Options for airway management
Airway management in these patients could be very challenging. Patient factors such as supraglottic edema, nuchal rigidity, and trismus may interfere with securing an airway in an emergent situation. The published recommendations on airway management are based on anecdotal experiences and, therefore, are quite variable. The various techniques described for anesthetic management are elective tracheostomy under local anesthesia,[7] awake fiberoptic[7] or blind nasal intubation,[7] direct laryngoscopy and intubation under intravenous, or inhalational anesthesia with or without muscle relaxant.[8] Tracheostomy, although considered an established method of securing the airway under local anesthesia, is not without complications. This includes inability to operate in uncooperative children without anesthesia, difficulty in operating on edematous tissue, fear of life-threatening mediastinal invasion and is associated with significant morbidity.
Awake fiberoptic and blind nasal intubation using topical anesthesia have been successfully used in adults,[7] but these methods may not feasible in this age group. Successful intubations under controlled conditions using intravenous or inhalational technique with or without muscle relaxant, dexamethasone, and adrenaline nebulization have been reported in adults.[9] Mehrotra and Mehrotra used cervical plexus block for surgical decompression of airway without endotracheal intubation in an adult patient.[10]
Anticipated problems
The main problem in pediatric patients with LA is to induce anesthesia and achieve intubation without the loss of airway. No clinical criteria have been validated until date for preoperative assessment of difficult airway in pediatric age group. Selection of endotracheal tube is also important since no formulae for endotracheal tube size apply to LA due to unique configuration of laryngeal inlet. It is clear that intravenous induction would be extremely dangerous as neither successful intubation nor ventilation of lungs could be guaranteed. Hence, the preferred choice is an inhalational induction with sevoflurane/halothane that maintains spontaneous respiration until laryngoscopy is performed. Intubation without muscle relaxant may precipitate laryngospasm and rupture of abscess due to direct trauma ultimately leading to airway catastrophe. Judicious use of muscle relaxant is warranted in such situations, and suxamethonium provides the best intubating conditions. Alternatively, laryngoscopy may be performed under deep inhalational anesthesia, and muscle relaxant should only be administered once vocal cords are visualized. Therefore, such decisions should be taken very carefully in each patient by an experienced anesthesiologist. The use of ketamine without securing airway should be highly discouraged because if the abscess ruptures, one can land into catastrophic airway sequelae. In our institution, patients with large abscess are first given a superficial horizontal incision in the submandibular area after ensuring adequate mask ventilation. However, a deep incision may lead to rupture of contents into the oral cavity and cause catastrophic airway sequel.

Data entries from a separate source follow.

use axum::extract::FromRequestParts;
use axum::http::request::Parts;
use axum::http::HeaderMap;
use jsonwebtoken::{decode, Algorithm, DecodingKey, Validation};

use crate::errors::{AppError, ErrorCode};
use crate::types::auth::{AccessClaims, AuthUser};

/// Bearer-token guard.
///
/// Route policy is explicit: a handler that takes an `AuthUser` parameter
/// requires authentication, a handler that does not is public. Every
/// protected route funnels through this one extractor.
#[axum::async_trait]
impl<S> FromRequestParts<S> for AuthUser
where
    S: Send + Sync,
{
    type Rejection = AppError;

    async fn from_request_parts(parts: &mut Parts, _state: &S) -> Result<Self, Self::Rejection> {
        let token = extract_bearer_token(&parts.headers)?;
        let claims = validate_access_token(&token)?;

        if claims.is_expired() {
            return Err(AppError::new(ErrorCode::TokenExpired, "token has expired"));
        }

        Ok(AuthUser::from(claims))
    }
}

fn extract_bearer_token(headers: &HeaderMap) -> Result<String, AppError> {
    let auth_header = headers
        .get("Authorization")
        .ok_or_else(|| AppError::new(ErrorCode::Unauthorized, "missing authorization header"))?
        .to_str()
        .map_err(|_| AppError::new(ErrorCode::Unauthorized, "invalid authorization header"))?;

    if !auth_header.starts_with("Bearer ") {
        return Err(AppError::new(
            ErrorCode::Unauthorized,
            "authorization header must use Bearer scheme",
        ));
    }

    Ok(auth_header[7..].to_string())
}

fn validate_access_token(token: &str) -> Result<AccessClaims, AppError> {
    // Same resolution order as the service config, so the extractor and
    // the issuer always agree on the signing secret.
    let jwt_secret = std::env::var("CLOUDVAULT__JWT_SECRET")
        .or_else(|_| std::env::var("JWT_SECRET"))
        .unwrap_or_else(|_| "development-secret-change-in-production".to_string());

    let mut validation = Validation::new(Algorithm::HS256);
    validation.validate_exp = true;

    let token_data = decode::<AccessClaims>(
        token,
        &DecodingKey::from_secret(jwt_secret.as_bytes()),
        &validation,
    )
    .map_err(|e| match e.kind() {
        jsonwebtoken::errors::ErrorKind::ExpiredSignature => {
            AppError::new(ErrorCode::TokenExpired, "token has expired")
        }
        _ => AppError::new(ErrorCode::TokenInvalid, format!("invalid token: {e}")),
    })?;

    Ok(token_data.claims)
}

To conclude, such patients should be taken up urgently in the presence of a consultant anesthesiologist for drainage well before severe airway compromise. A superficial horizontal incision in the submandibular area can facilitate mask ventilation and early establishment of definitive airway.
Declaration of patient consent
The authors certify that they have obtained all appropriate patient consent forms. In the form the patient(s) has/have given his/her/their consent for his/her/their images and other clinical information to be reported in the journal. The patients understand that their names and initials will not be published and due efforts will be made to conceal their identity, but anonymity cannot be guaranteed.
Financial support and sponsorship
Nil.
Conflicts of interest
There are no conflicts of interest.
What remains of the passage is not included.